» **SUPPLIED INFORMATION**:
----------
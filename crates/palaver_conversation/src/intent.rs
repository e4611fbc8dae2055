//! Built-in intent and capability name constants.

pub const MAIN: &str = "actions.intent.MAIN";
pub const TEXT: &str = "actions.intent.TEXT";
pub const PERMISSION: &str = "actions.intent.PERMISSION";
pub const OPTION: &str = "actions.intent.OPTION";
pub const CONFIRMATION: &str = "actions.intent.CONFIRMATION";
pub const DATETIME: &str = "actions.intent.DATETIME";
pub const SIGN_IN: &str = "actions.intent.SIGN_IN";
pub const NO_INPUT: &str = "actions.intent.NO_INPUT";
pub const CANCEL: &str = "actions.intent.CANCEL";
pub const NEW_SURFACE: &str = "actions.intent.NEW_SURFACE";
pub const PLACE: &str = "actions.intent.PLACE";
pub const MEDIA_STATUS: &str = "actions.intent.MEDIA_STATUS";

/// `@type` discriminators for the input value specs attached to questions.
pub mod value_spec {
    pub const PERMISSION: &str = "type.googleapis.com/google.actions.v2.PermissionValueSpec";
    pub const OPTION: &str = "type.googleapis.com/google.actions.v2.OptionValueSpec";
    pub const CONFIRMATION: &str = "type.googleapis.com/google.actions.v2.ConfirmationValueSpec";
    pub const DATETIME: &str = "type.googleapis.com/google.actions.v2.DateTimeValueSpec";
    pub const NEW_SURFACE: &str = "type.googleapis.com/google.actions.v2.NewSurfaceValueSpec";
    pub const SIGN_IN: &str = "type.googleapis.com/google.actions.v2.SignInValueSpec";
    pub const PLACE: &str = "type.googleapis.com/google.actions.v2.PlaceValueSpec";
}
----------
» **TASK BRIEF**: In the lines above, spot each one that contains the word "OPTION" and copy it.

» **TASK SOLUTION**:
pub const OPTION: &str = "actions.intent.OPTION";
    pub const OPTION: &str = "type.googleapis.com/google.actions.v2.OptionValueSpec";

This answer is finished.